Le détecteur LHCb en configuration ouverte. Crédit :Anna Pantelia/CERN
Pour la première fois, l'expérience LHCb au CERN a collecté des données simultanément en mode collisionneur et en mode cible fixe. Avec ça, le cycle spécial LHCb est encore plus spécial.
Les deux dernières semaines ont été consacrées aux essais spéciaux du Large Hadron Collider (LHC), à la fin de l'exploitation proton LHC 2017 et avant l'arrêt hivernal. Un essai impliquait des collisions de protons à une énergie de 5,02 TeV, principalement pour établir une référence à comparer avec les données de collision d'ions plomb. Ce qui était exceptionnel cette année, c'est qu'une infime quantité de gaz néon a été injectée dans le tube du faisceau près du point d'interaction de l'expérience LHCb. Cela a permis aux physiciens de collecter des données proton-néon en même temps que des données de collision proton-proton.
Lorsque des gaz (nobles) sont injectés dans le tube du faisceau pour entrer en collision avec des protons, l'expérience LHCb est en mode "cible fixe", contrairement au mode "collisionneur" standard. Mais contrairement aux expériences à cible fixe traditionnelles, où le faisceau de particules accélérées est dirigé vers une cible solide ou liquide dense, ici, les protons du LHC entrent en collision avec une poignée de noyaux de néon injectés près du point de collision et flottant dans le tube du faisceau. Ces noyaux polluent légèrement le vide quasi parfait du LHC, mais les conditions qu'ils créent - où la pression est de l'ordre de 10 -7 millibar – sont toujours considérés comme typiques des environnements à ultra-vide.

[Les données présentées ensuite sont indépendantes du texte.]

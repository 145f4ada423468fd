//! Shared fixtures for the ChemStock integration tests.
//!
//! Everything runs against the in-memory ledger backend, which offers the
//! same transactional semantics as the production store, so the suites need
//! no external services.

use std::net::{IpAddr, Ipv4Addr};
use std::sync::Arc;

use chrono::NaiveDate;
use rust_decimal::Decimal;
use secrecy::SecretString;
use uuid::Uuid;

use chemstock_core::ActorId;
use chemstock_server::config::ServerConfig;
use chemstock_server::db::{MemoryLedger, StockLedger};
use chemstock_server::services::{
    AllocationRequest, AllocationService, IntakeEntry, IntakeRequest, IntakeService,
};
use chemstock_server::state::AppState;

/// A fresh, empty in-memory ledger.
#[must_use]
pub fn ledger() -> Arc<MemoryLedger> {
    Arc::new(MemoryLedger::new())
}

/// A random verified actor.
#[must_use]
pub fn actor() -> ActorId {
    ActorId::new(Uuid::new_v4())
}

/// A configuration suitable for tests (never actually connects anywhere).
#[must_use]
pub fn test_config() -> ServerConfig {
    ServerConfig {
        database_url: SecretString::from("postgres://localhost/chemstock_test".to_string()),
        host: IpAddr::V4(Ipv4Addr::LOCALHOST),
        port: 0,
        sentry_dsn: None,
        sentry_environment: None,
        sentry_sample_rate: 1.0,
        sentry_traces_sample_rate: 0.0,
    }
}

/// Application state over the given ledger.
#[must_use]
pub fn app_state(ledger: Arc<MemoryLedger>) -> AppState {
    let ledger: Arc<dyn StockLedger> = ledger;
    AppState::new(test_config(), ledger)
}

/// Intake engine over the given ledger.
#[must_use]
pub fn intake_service(ledger: &Arc<MemoryLedger>) -> IntakeService {
    IntakeService::new(Arc::clone(ledger) as Arc<dyn StockLedger>)
}

/// Allocation engine over the given ledger.
#[must_use]
pub fn allocation_service(ledger: &Arc<MemoryLedger>) -> AllocationService {
    AllocationService::new(Arc::clone(ledger) as Arc<dyn StockLedger>)
}

/// Date helper.
///
/// # Panics
///
/// Panics on an invalid calendar date.
#[must_use]
pub fn date(y: i32, m: u32, d: u32) -> NaiveDate {
    NaiveDate::from_ymd_opt(y, m, d).unwrap()
}

/// An intake entry with test defaults (vendor "Merck", unit "L").
#[must_use]
pub fn entry(name: &str, quantity: i64, expiry: NaiveDate) -> IntakeEntry {
    IntakeEntry {
        chemical_name: name.to_string(),
        quantity: Decimal::from(quantity),
        unit: "L".to_string(),
        expiry_date: expiry,
        vendor: "Merck".to_string(),
        price_per_unit: Decimal::from(2),
        department: "Chemistry".to_string(),
    }
}

/// A single-entry intake request with a fresh batch id.
#[must_use]
pub fn single_intake(name: &str, quantity: i64, expiry: NaiveDate) -> IntakeRequest {
    IntakeRequest {
        entries: vec![entry(name, quantity, expiry)],
        use_previous_batch_id: false,
    }
}

/// An allocation request.
#[must_use]
pub fn request(name: &str, quantity: i64) -> AllocationRequest {
    AllocationRequest {
        chemical_name: name.to_string(),
        quantity: Decimal::from(quantity),
    }
}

Il y a deux raisons principales pour collecter des données sur les collisions proton-gaz au LHC. D'une part, ces données aident à comprendre les effets nucléaires (c'est-à-dire selon le type de noyaux impliqués dans les collisions), affectant la production de types spécifiques de particules (mésons J/ψ et D0), dont la production supprimée est considérée comme la marque du plasma quark-gluon. Le plasma quark-gluon est l'état dans lequel la matière remplissant l'univers quelques millionièmes de seconde après le Big Bang était , alors que les protons et les neutrons ne s'étaient pas encore formés, composé de quarks ne se liant pas entre eux et alors libres de se déplacer par eux-mêmes.

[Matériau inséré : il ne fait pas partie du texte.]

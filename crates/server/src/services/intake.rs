//! Batch intake: reconcile incoming chemical entries into the central pool.
//!
//! Entries are processed independently - each one gets its own ledger
//! session, so a storage failure on entry N leaves entries 1..N committed.
//! That asymmetry with allocation (which is all-or-nothing) is deliberate:
//! received stock that made it onto the shelf stays recorded.

use std::sync::Arc;

use chrono::{NaiveDate, Utc};
use rand::Rng;
use rust_decimal::Decimal;
use serde::{Deserialize, Serialize};
use tracing::instrument;

use chemstock_core::{ActorId, PoolId};

use crate::db::{LedgerError, LedgerSession, StockLedger};
use crate::models::{
    MasterRecord, MasterUpdate, NewLiveStock, NewMasterRecord, NewTransaction, TransactionKind,
};
use crate::services::identity::{self, Resolution};

/// One incoming chemical entry.
#[derive(Debug, Clone, Serialize, Deserialize)]
pub struct IntakeEntry {
    /// Submitted chemical name (no suffix expected; the resolver adds one
    /// if needed).
    pub chemical_name: String,
    /// Quantity received.
    pub quantity: Decimal,
    /// Unit of measure.
    pub unit: String,
    /// Expiry date of the lot.
    pub expiry_date: NaiveDate,
    /// Supplying vendor.
    pub vendor: String,
    /// Price per unit.
    pub price_per_unit: Decimal,
    /// Receiving department.
    pub department: String,
}

/// An intake call: a list of entries under one batch identifier.
#[derive(Debug, Clone)]
pub struct IntakeRequest {
    /// Entries to reconcile, in order.
    pub entries: Vec<IntakeEntry>,
    /// Reuse the most recent batch id instead of generating a fresh one.
    pub use_previous_batch_id: bool,
}

/// Result of an intake call.
#[derive(Debug, Clone, Serialize)]
pub struct IntakeOutcome {
    /// Batch id the entries were recorded under.
    pub batch_id: String,
    /// Master records created or merged into, in entry order.
    pub records: Vec<MasterRecord>,
}

/// Batch intake engine.
pub struct IntakeService {
    ledger: Arc<dyn StockLedger>,
}

impl IntakeService {
    /// Create a new intake service.
    #[must_use]
    pub fn new(ledger: Arc<dyn StockLedger>) -> Self {
        Self { ledger }
    }

    /// Reconcile a batch of entries into the central pool.
    ///
    /// # Errors
    ///
    /// Returns `LedgerError` when the store fails; entries committed before
    /// the failure stay committed.
    #[instrument(skip(self, request), fields(entries = request.entries.len(), actor = %actor))]
    pub async fn intake(
        &self,
        actor: ActorId,
        request: IntakeRequest,
    ) -> Result<IntakeOutcome, LedgerError> {
        let batch_id = if request.use_previous_batch_id {
            match self.ledger.latest_batch_id().await? {
                Some(id) => id,
                None => generate_batch_id(),
            }
        } else {
            generate_batch_id()
        };

        let mut records = Vec::with_capacity(request.entries.len());
        for entry in &request.entries {
            let mut session = self.ledger.begin().await?;
            match apply_entry(session.as_mut(), actor, &batch_id, entry).await {
                Ok(record) => {
                    session.commit().await?;
                    records.push(record);
                }
                Err(e) => {
                    tracing::error!(
                        error = %e,
                        committed = records.len(),
                        chemical = %entry.chemical_name,
                        "Intake entry failed; earlier entries stay committed"
                    );
                    session.rollback().await?;
                    return Err(e);
                }
            }
        }

        tracing::info!(batch_id = %batch_id, records = records.len(), "Intake batch recorded");
        Ok(IntakeOutcome { batch_id, records })
    }
}

/// Reconcile one entry inside an open session.
async fn apply_entry(
    session: &mut dyn LedgerSession,
    actor: ActorId,
    batch_id: &str,
    entry: &IntakeEntry,
) -> Result<MasterRecord, LedgerError> {
    let existing = session
        .find_matching_masters(&entry.chemical_name, &entry.vendor, &entry.unit)
        .await?;
    let candidate = identity::Candidate {
        name: &entry.chemical_name,
        expiry_date: entry.expiry_date,
    };

    match identity::resolve(&candidate, &existing) {
        Resolution::NoMatch => {
            create_lot(session, actor, batch_id, entry, entry.chemical_name.clone()).await
        }
        Resolution::NewerLot { name } => create_lot(session, actor, batch_id, entry, name).await,
        Resolution::ExactMatch(record) => merge_into(session, actor, entry, record).await,
        Resolution::EarlierLot { renames } => {
            for (id, new_name) in renames {
                session
                    .update_master(
                        id,
                        MasterUpdate {
                            rename: Some(new_name.clone()),
                            add_quantity: None,
                        },
                    )
                    .await?;
                session
                    .rename_live_stock(id, PoolId::Central, &new_name)
                    .await?;
            }
            create_lot(session, actor, batch_id, entry, entry.chemical_name.clone()).await
        }
    }
}

/// Create a fresh lot: master record, central live stock, audit entry.
async fn create_lot(
    session: &mut dyn LedgerSession,
    actor: ActorId,
    batch_id: &str,
    entry: &IntakeEntry,
    chemical_name: String,
) -> Result<MasterRecord, LedgerError> {
    let master = session
        .create_master(NewMasterRecord {
            chemical_name: chemical_name.clone(),
            quantity: entry.quantity,
            unit: entry.unit.clone(),
            expiry_date: entry.expiry_date,
            batch_id: batch_id.to_string(),
            vendor: entry.vendor.clone(),
            price_per_unit: entry.price_per_unit,
            department: entry.department.clone(),
        })
        .await?;

    let live = session
        .create_live_stock(NewLiveStock {
            master_id: master.id,
            chemical_name: master.chemical_name.clone(),
            display_name: identity::base_name(&chemical_name).to_string(),
            unit: entry.unit.clone(),
            expiry_date: entry.expiry_date,
            quantity: entry.quantity,
            original_quantity: entry.quantity,
            pool_id: PoolId::Central,
            is_allocated: false,
        })
        .await?;

    session
        .record_transaction(NewTransaction {
            chemical_name: master.chemical_name.clone(),
            kind: TransactionKind::Entry,
            live_stock_id: live.id,
            source_pool: PoolId::Central,
            destination_pool: PoolId::Central,
            quantity: entry.quantity,
            unit: entry.unit.clone(),
            actor_id: actor,
        })
        .await?;

    Ok(master)
}

/// Merge an entry into an existing lot with the identical identity.
async fn merge_into(
    session: &mut dyn LedgerSession,
    actor: ActorId,
    entry: &IntakeEntry,
    record: MasterRecord,
) -> Result<MasterRecord, LedgerError> {
    let updated = session
        .update_master(
            record.id,
            MasterUpdate {
                rename: None,
                add_quantity: Some(entry.quantity),
            },
        )
        .await?;

    let live = session
        .find_live_stock(record.id, PoolId::Central)
        .await?
        .ok_or_else(|| {
            LedgerError::DataCorruption(format!(
                "central live stock missing for master {}",
                record.id
            ))
        })?;
    session
        .add_live_quantity(live.id, entry.quantity, entry.quantity)
        .await?;

    session
        .record_transaction(NewTransaction {
            chemical_name: updated.chemical_name.clone(),
            kind: TransactionKind::Entry,
            live_stock_id: live.id,
            source_pool: PoolId::Central,
            destination_pool: PoolId::Central,
            quantity: entry.quantity,
            unit: entry.unit.clone(),
            actor_id: actor,
        })
        .await?;

    Ok(updated)
}

/// Generate a fresh batch identifier: `BATCH-YYYYMMDD-###`.
///
/// The numeric component is random, not sequential; the collision risk is
/// accepted for this system's volumes.
fn generate_batch_id() -> String {
    let date = Utc::now().format("%Y%m%d");
    let random: u16 = rand::rng().random_range(0..1000);
    format!("BATCH-{date}-{random:03}")
}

D'autre part, les interactions proton-néon sont importantes pour étudier également les rayons cosmiques - particules hautement énergétiques, principalement des protons, provenant de l'extérieur du système solaire - lorsqu'ils entrent en collision avec des noyaux dans l'atmosphère terrestre. Le néon est l'un des composants de l'atmosphère terrestre et il est très similaire en termes de taille nucléaire à l'azote et à l'oxygène beaucoup plus abondants.
Cette technique d'injection de gaz a été conçue à l'origine pour mesurer la luminosité des faisceaux de l'accélérateur, mais son potentiel a été rapidement reconnu par les physiciens de LHCb et il est désormais également utilisé pour des mesures de physique dédiées. En 2015 et 2016, l'expérience LHCb a déjà réalisé des protons spéciaux-hélium, essais proton-néon et proton-argon. En octobre de cette année, pendant huit heures seulement, les noyaux de xénon accélérés et entrés en collision avec le LHC, permettant aux quatre grandes expériences du LHC d'enregistrer pour la première fois des collisions xénon-xénon.
Cette récente période proton-néon de 11 jours permettra aux physiciens de collecter un ensemble de données 100 fois plus grand que toutes les données de collision proton-néon collectées jusqu'à présent au LHC, et les premiers résultats des analyses sont prévus pour l'année prochaine.